mod m20240101_000003_create_calls_and_store_inquiries {
    use sea_orm_migration::prelude::*;

    pub struct Migration;

    impl MigrationName for Migration {
        fn name(&self) -> &str {
            "m20240101_000003_create_calls_and_store_inquiries"
        }
    }

    #[async_trait::async_trait]
    impl MigrationTrait for Migration {
        async fn up(&self, manager: &SchemaManager) -> Result<(), DbErr> {
            manager
                .create_table(
                    Table::create()
                        .table(Calls::Table)
                        .if_not_exists()
                        .col(ColumnDef::new(Calls::Id).uuid().primary_key().not_null())
                        .col(
                            ColumnDef::new(Calls::TicketNo)
                                .string()
                                .not_null()
                                .unique_key(),
                        )
                        .col(ColumnDef::new(Calls::ContractType).string().not_null())
                        .col(ColumnDef::new(Calls::ClientId).uuid().null())
                        .col(ColumnDef::new(Calls::ItemId).uuid().null())
                        .col(ColumnDef::new(Calls::ClientName).string().null())
                        .col(ColumnDef::new(Calls::ClientLocation).string().null())
                        .col(ColumnDef::new(Calls::ClientMachineId).uuid().null())
                        .col(ColumnDef::new(Calls::WalkInMachineName).string().null())
                        .col(ColumnDef::new(Calls::WalkInMachineType).string().null())
                        .col(ColumnDef::new(Calls::WalkInSerialNo).string().null())
                        .col(ColumnDef::new(Calls::ReportedBy).string().not_null())
                        .col(ColumnDef::new(Calls::ReportedDate).date().not_null())
                        .col(ColumnDef::new(Calls::FaultReported).text().not_null())
                        .col(ColumnDef::new(Calls::ActionTaken).json().not_null())
                        .col(ColumnDef::new(Calls::PartsRequired).json().not_null())
                        .col(ColumnDef::new(Calls::PartsUsed).json().not_null())
                        .col(
                            ColumnDef::new(Calls::MeterReading)
                                .big_integer()
                                .not_null()
                                .default(0)
                                .check(Expr::col(Calls::MeterReading).gte(0)),
                        )
                        .col(ColumnDef::new(Calls::SpareDescription).text().null())
                        .col(ColumnDef::new(Calls::Comments).text().null())
                        .col(ColumnDef::new(Calls::Department).string().null())
                        .col(ColumnDef::new(Calls::Status).string().not_null())
                        .col(
                            ColumnDef::new(Calls::IsChecked)
                                .boolean()
                                .not_null()
                                .default(false),
                        )
                        .col(ColumnDef::new(Calls::DirectorComment).text().null())
                        .col(
                            ColumnDef::new(Calls::TechnicianManagerApproval)
                                .boolean()
                                .not_null()
                                .default(false),
                        )
                        .col(
                            ColumnDef::new(Calls::ClientVerification)
                                .boolean()
                                .not_null()
                                .default(false),
                        )
                        .col(
                            ColumnDef::new(Calls::CreatedAt)
                                .timestamp_with_time_zone()
                                .not_null(),
                        )
                        .col(
                            ColumnDef::new(Calls::UpdatedAt)
                                .timestamp_with_time_zone()
                                .not_null(),
                        )
                        .foreign_key(
                            ForeignKey::create()
                                .name("fk_calls_client_id")
                                .from(Calls::Table, Calls::ClientId)
                                .to(Clients::Table, Clients::Id)
                                .on_delete(ForeignKeyAction::Restrict),
                        )
                        .foreign_key(
                            ForeignKey::create()
                                .name("fk_calls_item_id")
                                .from(Calls::Table, Calls::ItemId)
                                .to(Machines::Table, Machines::Id)
                                .on_delete(ForeignKeyAction::Restrict),
                        )
                        .foreign_key(
                            ForeignKey::create()
                                .name("fk_calls_client_machine_id")
                                .from(Calls::Table, Calls::ClientMachineId)
                                .to(ClientMachines::Table, ClientMachines::Id)
                                .on_delete(ForeignKeyAction::Restrict),
                        )
                        .to_owned(),
                )
                .await?;

            manager
                .create_table(
                    Table::create()
                        .table(CallTechnicians::Table)
                        .if_not_exists()
                        .col(ColumnDef::new(CallTechnicians::CallId).uuid().not_null())
                        .col(
                            ColumnDef::new(CallTechnicians::TechnicianId)
                                .uuid()
                                .not_null(),
                        )
                        .col(
                            ColumnDef::new(CallTechnicians::AssignedAt)
                                .timestamp_with_time_zone()
                                .not_null(),
                        )
                        .primary_key(
                            Index::create()
                                .col(CallTechnicians::CallId)
                                .col(CallTechnicians::TechnicianId),
                        )
                        .foreign_key(
                            ForeignKey::create()
                                .name("fk_call_technicians_call_id")
                                .from(CallTechnicians::Table, CallTechnicians::CallId)
                                .to(Calls::Table, Calls::Id)
                                .on_delete(ForeignKeyAction::Cascade),
                        )
                        .to_owned(),
                )
                .await?;

            manager
                .create_index(
                    Index::create()
                        .if_not_exists()
                        .name("idx_call_technicians_technician_id")
                        .table(CallTechnicians::Table)
                        .col(CallTechnicians::TechnicianId)
                        .to_owned(),
                )
                .await?;

            manager
                .create_table(
                    Table::create()
                        .table(StoreInquiries::Table)
                        .if_not_exists()
                        .col(
                            ColumnDef::new(StoreInquiries::Id)
                                .uuid()
                                .primary_key()
                                .not_null(),
                        )
                        .col(
                            ColumnDef::new(StoreInquiries::ServiceCallId)
                                .uuid()
                                .not_null(),
                        )
                        .col(ColumnDef::new(StoreInquiries::PartName).string().not_null())
                        .col(ColumnDef::new(StoreInquiries::PartId).uuid().null())
                        .col(
                            ColumnDef::new(StoreInquiries::Quantity)
                                .integer()
                                .not_null()
                                .check(Expr::col(StoreInquiries::Quantity).gt(0)),
                        )
                        .col(ColumnDef::new(StoreInquiries::RequestedBy).uuid().not_null())
                        .col(
                            ColumnDef::new(StoreInquiries::RequestedAt)
                                .timestamp_with_time_zone()
                                .not_null(),
                        )
                        .col(
                            ColumnDef::new(StoreInquiries::UnitPrice)
                                .decimal_len(12, 2)
                                .null(),
                        )
                        .col(
                            ColumnDef::new(StoreInquiries::AddVat)
                                .boolean()
                                .not_null()
                                .default(false),
                        )
                        .col(
                            ColumnDef::new(StoreInquiries::IsIssued)
                                .boolean()
                                .not_null()
                                .default(false),
                        )
                        .col(ColumnDef::new(StoreInquiries::IssuedBy).uuid().null())
                        .col(ColumnDef::new(StoreInquiries::Status).string().not_null())
                        .col(ColumnDef::new(StoreInquiries::Notes).text().null())
                        .col(
                            ColumnDef::new(StoreInquiries::UpdatedAt)
                                .timestamp_with_time_zone()
                                .not_null(),
                        )
                        .foreign_key(
                            ForeignKey::create()
                                .name("fk_store_inquiries_service_call_id")
                                .from(StoreInquiries::Table, StoreInquiries::ServiceCallId)
                                .to(Calls::Table, Calls::Id)
                                .on_delete(ForeignKeyAction::Restrict),
                        )
                        .foreign_key(
                            ForeignKey::create()
                                .name("fk_store_inquiries_part_id")
                                .from(StoreInquiries::Table, StoreInquiries::PartId)
                                .to(Parts::Table, Parts::Id)
                                .on_delete(ForeignKeyAction::Restrict),
                        )
                        .to_owned(),
                )
                .await?;

            manager
                .create_index(
                    Index::create()
                        .if_not_exists()
                        .name("idx_store_inquiries_service_call_id")
                        .table(StoreInquiries::Table)
                        .col(StoreInquiries::ServiceCallId)
                        .to_owned(),
                )
                .await
        }

        async fn down(&self, manager: &SchemaManager) -> Result<(), DbErr> {
            manager
                .drop_table(Table::drop().table(StoreInquiries::Table).to_owned())
                .await?;
            manager
                .drop_table(Table::drop().table(CallTechnicians::Table).to_owned())
                .await?;
            manager
                .drop_table(Table::drop().table(Calls::Table).to_owned())
                .await
        }
    }

    #[derive(DeriveIden)]
    enum Calls {
        Table,
        Id,
        TicketNo,
        ContractType,
        ClientId,
        ItemId,
        ClientName,
        ClientLocation,
        ClientMachineId,
        WalkInMachineName,
        WalkInMachineType,
        WalkInSerialNo,
        ReportedBy,
        ReportedDate,
        FaultReported,
        ActionTaken,
        PartsRequired,
        PartsUsed,
        MeterReading,
        SpareDescription,
        Comments,
        Department,
        Status,
        IsChecked,
        DirectorComment,
        TechnicianManagerApproval,
        ClientVerification,
        CreatedAt,
        UpdatedAt,
    }

    #[derive(DeriveIden)]
    enum StoreInquiries {
        Table,
        Id,
        ServiceCallId,
        PartName,
        PartId,
        Quantity,
        RequestedBy,
        RequestedAt,
        UnitPrice,
        AddVat,
        IsIssued,
        IssuedBy,
        Status,
        Notes,
        UpdatedAt,
    }

    #[derive(DeriveIden)]
    enum CallTechnicians {
        Table,
        CallId,
        TechnicianId,
        AssignedAt,
    }

    #[derive(DeriveIden)]
    enum Clients {
        Table,
        Id,
    }

    #[derive(DeriveIden)]
    enum ClientMachines {
        Table,
        Id,
    }

    #[derive(DeriveIden)]
    enum Machines {
        Table,
        Id,
    }

    #[derive(DeriveIden)]
    enum Parts {
        Table,
        Id,
    }
}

-=-=-=-=-

» **What this task involves**
Your answer should be only the number of lines in the records that hold the word "WalkInSerialNo".

» **Response for this exercise**
2